TASK MATERIAL:
- - - -

use serde::{Deserialize, Serialize};
use std::path::PathBuf;

use crate::placer::PlacerConfig;
use crate::scaffold::default_directories;

/// Root configuration
#[derive(Debug, Clone, PartialEq, Eq, Deserialize, Serialize)]
pub struct Config {
    /// Flat directory holding the loose files
    #[serde(default = "default_source_dir")]
    pub source_dir: PathBuf,
    /// Root of the project tree files are copied into
    #[serde(default = "default_project_dir")]
    pub project_dir: PathBuf,
    #[serde(default)]
    pub placer: PlacerConfig,
    /// Directories created under `project_dir` before placing files
    #[serde(default = "default_directories")]
    pub scaffold: Vec<String>,
}

impl Default for Config {
    fn default() -> Self {
        Self {
            source_dir: default_source_dir(),
            project_dir: default_project_dir(),
            placer: PlacerConfig::default(),
            scaffold: default_directories(),
        }
    }
}

fn default_source_dir() -> PathBuf {
    PathBuf::from("./downloaded_files")
}

fn default_project_dir() -> PathBuf {
    PathBuf::from("./student-project")
}
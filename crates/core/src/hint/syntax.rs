//! Comment syntaxes that may carry a path hint.

use once_cell::sync::Lazy;
use regex_lite::Regex;
use serde::{Deserialize, Serialize};
use std::fmt;

use super::validate::is_valid_path;

// Characters allowed in a hint: ASCII word characters, '/', '.' and '-'.
static LINE_COMMENT: Lazy<Regex> =
    Lazy::new(|| Regex::new(r"//\s*([\w/.\-]+)(?:\s|$)").expect("valid line comment pattern"));
static MARKUP_COMMENT: Lazy<Regex> =
    Lazy::new(|| Regex::new(r"<!--\s*([\w/.\-]+)(?:\s|-->)").expect("valid markup pattern"));
static HASH_COMMENT: Lazy<Regex> =
    Lazy::new(|| Regex::new(r"#\s*([\w/.\-]+)(?:\s|$)").expect("valid hash comment pattern"));
static BLOCK_COMMENT: Lazy<Regex> =
    Lazy::new(|| Regex::new(r"/\*\s*([\w/.\-]+)(?:\s|\*/)").expect("valid block comment pattern"));

/// A comment style recognised on the first lines of a file.
///
/// Variants are tried in the order of [`CommentSyntax::ALL`].
#[derive(Debug, Clone, Copy, PartialEq, Eq, Hash, Serialize, Deserialize)]
#[serde(rename_all = "snake_case")]
pub enum CommentSyntax {
    /// `// path` (JavaScript, TypeScript, CSS preprocessors, Rust, ...).
    LineComment,
    /// `<!-- path -->` (HTML, XML, Vue templates, Markdown).
    MarkupComment,
    /// `# path` (shell, Python, YAML, Dockerfiles, env files).
    HashComment,
    /// `/* path */` (CSS, C-like block comments).
    BlockComment,
}

impl CommentSyntax {
    /// All syntaxes in matching priority order.
    pub const ALL: [CommentSyntax; 4] = [
        CommentSyntax::LineComment,
        CommentSyntax::MarkupComment,
        CommentSyntax::HashComment,
        CommentSyntax::BlockComment,
    ];

    /// Opening delimiter; a line without it is never matched against this syntax.
    pub fn opener(self) -> &'static str {
        match self {
            CommentSyntax::LineComment => "//",
            CommentSyntax::MarkupComment => "<!--",
            CommentSyntax::HashComment => "#",
            CommentSyntax::BlockComment => "/*",
        }
    }

    /// Closing delimiter, if the syntax has one.
    pub fn closer(self) -> Option<&'static str> {
        match self {
            CommentSyntax::MarkupComment => Some("-->"),
            CommentSyntax::BlockComment => Some("*/"),
            CommentSyntax::LineComment | CommentSyntax::HashComment => None,
        }
    }

    fn pattern(self) -> &'static Regex {
        match self {
            CommentSyntax::LineComment => &*LINE_COMMENT,
            CommentSyntax::MarkupComment => &*MARKUP_COMMENT,
            CommentSyntax::HashComment => &*HASH_COMMENT,
            CommentSyntax::BlockComment => &*BLOCK_COMMENT,
        }
    }

    /// Returns the raw candidate following the first opener on `line`,
    /// without validating it.
    pub fn capture(self, line: &str) -> Option<&str> {
        if !line.contains(self.opener()) {
            return None;
        }
        self.pattern()
            .captures(line)
            .and_then(|caps| caps.get(1))
            .map(|m| m.as_str())
    }

    /// Returns the candidate on `line` only if it is a valid path.
    pub fn match_path(self, line: &str) -> Option<&str> {
        self.capture(line).filter(|candidate| is_valid_path(candidate))
    }
}

impl fmt::Display for CommentSyntax {
    fn fmt(&self, f: &mut fmt::Formatter<'_>) -> fmt::Result {
        match self.closer() {
            Some(closer) => write!(f, "{} {}", self.opener(), closer),
            None => f.write_str(self.opener()),
        }
    }
}

#[cfg(test)]
mod tests {
    use super::*;

    #[test]
    fn test_line_comment() {
        let syntax = CommentSyntax::LineComment;
        assert_eq!(
            syntax.capture("// frontend/src/main.js"),
            Some("frontend/src/main.js")
        );
        assert_eq!(syntax.capture("//frontend/src/main.js"), Some("frontend/src/main.js"));
        assert_eq!(syntax.capture("const a = 1;"), None);
    }

    #[test]
    fn test_line_comment_requires_terminator() {
        // ';' is outside the allowed characters and is not whitespace
        assert_eq!(CommentSyntax::LineComment.capture("// a/b;"), None);
        assert_eq!(
            CommentSyntax::LineComment.capture("// a/b trailing words"),
            Some("a/b")
        );
    }

    #[test]
    fn test_line_comment_skips_url_scheme() {
        assert_eq!(
            CommentSyntax::LineComment.capture("// https://example.com/docs"),
            Some("example.com/docs")
        );
    }

    #[test]
    fn test_markup_comment() {
        let syntax = CommentSyntax::MarkupComment;
        assert_eq!(
            syntax.capture("<!-- frontend/public/index.html -->"),
            Some("frontend/public/index.html")
        );
        assert_eq!(
            syntax.capture("<!--frontend/public/index.html-->"),
            Some("frontend/public/index.html")
        );
        assert_eq!(syntax.capture("<!-- frontend/public/index.html"), None);
    }

    #[test]
    fn test_hash_comment() {
        assert_eq!(
            CommentSyntax::HashComment.capture("# scripts/deploy.sh"),
            Some("scripts/deploy.sh")
        );
        assert_eq!(CommentSyntax::HashComment.capture("#!/bin/bash"), None);
    }

    #[test]
    fn test_block_comment() {
        let syntax = CommentSyntax::BlockComment;
        assert_eq!(
            syntax.capture("/* frontend/src/assets/main.css */"),
            Some("frontend/src/assets/main.css")
        );
        assert_eq!(
            syntax.capture("/*frontend/src/assets/main.css*/"),
            Some("frontend/src/assets/main.css")
        );
    }

    #[test]
    fn test_match_path_validates() {
        assert_eq!(CommentSyntax::HashComment.match_path("# Title"), None);
        assert_eq!(CommentSyntax::HashComment.capture("# Title"), Some("Title"));
        assert_eq!(
            CommentSyntax::HashComment.match_path("# docker/scripts/init.sh"),
            Some("docker/scripts/init.sh")
        );
    }

    #[test]
    fn test_display() {
        assert_eq!(CommentSyntax::LineComment.to_string(), "//");
        assert_eq!(CommentSyntax::MarkupComment.to_string(), "<!-- -->");
        assert_eq!(CommentSyntax::BlockComment.to_string(), "/* */");
    }
}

- - - -

The required answer is the run of lines above, starting at the line with "lines of a file." and ending at the line with "C-like block comments).", reproduced exactly with both ends.

/// A comment style recognised on the first lines of a file.
///
/// Variants are tried in the order of [`CommentSyntax::ALL`].
#[derive(Debug, Clone, Copy, PartialEq, Eq, Hash, Serialize, Deserialize)]
#[serde(rename_all = "snake_case")]
pub enum CommentSyntax {
    /// `// path` (JavaScript, TypeScript, CSS preprocessors, Rust, ...).
    LineComment,
    /// `<!-- path -->` (HTML, XML, Vue templates, Markdown).
    MarkupComment,
    /// `# path` (shell, Python, YAML, Dockerfiles, env files).
    HashComment,
    /// `/* path */` (CSS, C-like block comments).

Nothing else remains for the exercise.